Casey Federico is an early childhood education coach and trainer in San Francisco. She works on STEM and tinkering explorations with young children and teachers, and supports classrooms and teachers throughout San Francisco. Casey and her partner are raising two bilingual kids in the San Francisco public schools.

 Brooke Giesen is an early childhood educator and administrator who has worked in the field for 19 years. She is passionate about family engagement and support, mentoring Teachers, as well facilitating trainings and mentoring educators on equity and race related issues in Early Childhood Education.”

 Angelica Guerrero is an early childhood educator from Mexico with 20 years experience in the US.  She emphasizes the importance of a community building preschool experience through nature based programs that are parent and child oriented.

 Ramya Krishna is an early childhood consultant primarily working in San Francisco. Her work centers on equitable access and support for all children in early childhood education so that every child can thrive alongside their peers.

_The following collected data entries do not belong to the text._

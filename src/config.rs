use std::env;
use std::path::PathBuf;

use anyhow::{anyhow, Result};

const API_KEY_VAR: &str = "COHERE_API_KEY";
const BACKGROUND_VAR: &str = "SERENICA_BACKGROUND";
const DEFAULT_BACKGROUND: &str = "./bg.jpg";

/// Environment-backed process configuration, read once at startup.
pub struct AppConfig {
    pub api_key: String,
    pub background_path: PathBuf,
}

impl AppConfig {
    /// A missing or empty credential is fatal: the caller must halt
    /// before any window is shown.
    pub fn from_env() -> Result<Self> {
        let api_key = env::var(API_KEY_VAR)
            .ok()
            .filter(|key| !key.trim().is_empty())
            .ok_or_else(|| {
                anyhow!("Cohere API key not found. Please set the {API_KEY_VAR} environment variable.")
            })?;

        let background_path = env::var(BACKGROUND_VAR)
            .map(PathBuf::from)
            .unwrap_or_else(|_| PathBuf::from(DEFAULT_BACKGROUND));

        Ok(Self {
            api_key,
            background_path,
        })
    }
}

#[cfg(test)]
mod tests {
    use super::*;

    // Single test so the env mutations cannot race each other.
    #[test]
    fn credential_is_required_and_background_is_optional() {
        env::remove_var(API_KEY_VAR);
        env::remove_var(BACKGROUND_VAR);
        assert!(AppConfig::from_env().is_err());

        env::set_var(API_KEY_VAR, "   ");
        assert!(AppConfig::from_env().is_err());

        env::set_var(API_KEY_VAR, "test-key");
        let config = AppConfig::from_env().unwrap();
        assert_eq!(config.api_key, "test-key");
        assert_eq!(config.background_path, PathBuf::from(DEFAULT_BACKGROUND));

        env::set_var(BACKGROUND_VAR, "/tmp/custom.png");
        let config = AppConfig::from_env().unwrap();
        assert_eq!(config.background_path, PathBuf::from("/tmp/custom.png"));

        env::remove_var(BACKGROUND_VAR);
        env::remove_var(API_KEY_VAR);
    }
}
use reqwest::blocking::Client;
use serde::{Deserialize, Serialize};
use thiserror::Error;

pub const MODEL: &str = "command";
pub const MAX_TOKENS: u32 = 250;
pub const TEMPERATURE: f32 = 0.7;
pub const STOP_SEQUENCES: [&str; 1] = ["User:"];

const GENERATE_URL: &str = "https://api.cohere.ai/v1/generate";

#[derive(Debug, Error)]
pub enum GenerateError {
    #[error("request failed: {0}")]
    Transport(#[from] reqwest::Error),
    #[error("generation service returned {status}: {message}")]
    Api { status: u16, message: String },
    #[error("generation service returned no completions")]
    Empty,
}

/// Seam between the orchestrator and the hosted generation service.
pub trait Generate {
    fn generate(&self, prompt: &str) -> Result<String, GenerateError>;
}

#[derive(Serialize)]
struct GenerateRequest<'a> {
    model: &'a str,
    prompt: &'a str,
    max_tokens: u32,
    temperature: f32,
    stop_sequences: &'a [&'a str],
}

#[derive(Deserialize)]
struct GenerateResponse {
    generations: Vec<Generation>,
}

#[derive(Deserialize)]
struct Generation {
    text: String,
}

#[derive(Deserialize)]
struct ApiErrorBody {
    message: String,
}

/// Blocking client for the Cohere generate endpoint. One attempt per
/// call: no retry, no backoff, transport-default timeout.
pub struct CohereClient {
    http: Client,
    api_key: String,
}

impl CohereClient {
    pub fn new(api_key: String) -> Self {
        Self {
            http: Client::new(),
            api_key,
        }
    }
}

impl Generate for CohereClient {
    fn generate(&self, prompt: &str) -> Result<String, GenerateError> {
        let request = GenerateRequest {
            model: MODEL,
            prompt,
            max_tokens: MAX_TOKENS,
            temperature: TEMPERATURE,
            stop_sequences: &STOP_SEQUENCES,
        };

        let response = self
            .http
            .post(GENERATE_URL)
            .bearer_auth(&self.api_key)
            .json(&request)
            .send()?;

        let status = response.status();
        if !status.is_success() {
            let message = response
                .json::<ApiErrorBody>()
                .map(|body| body.message)
                .unwrap_or_else(|_| {
                    status
                        .canonical_reason()
                        .unwrap_or("unknown error")
                        .to_string()
                });
            return Err(GenerateError::Api {
                status: status.as_u16(),
                message,
            });
        }

        let body: GenerateResponse = response.json()?;
        let first = body.generations.first().ok_or(GenerateError::Empty)?;
        Ok(first.text.trim().to_string())
    }
}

 Bethica Quinn has been an early childhood educator and teacher leader in San Francisco for over 20 years. She works with children, families and teachers in English and Spanish, pursuing equity within a reflective practice model centered in the importance of children’s play. 

 Madonna R. Stancil, M.A.Ed. is an instructional coach with First 5 San Francisco and lives in the Bayview Community of San Francisco CA. Madonna has over 30 years of teaching and mentoring experience and she conducts her work  with humor, warmth, transparency and strength. She is a wife, mother, grandmother, administrator, teacher, conference presenter, role model and mentor.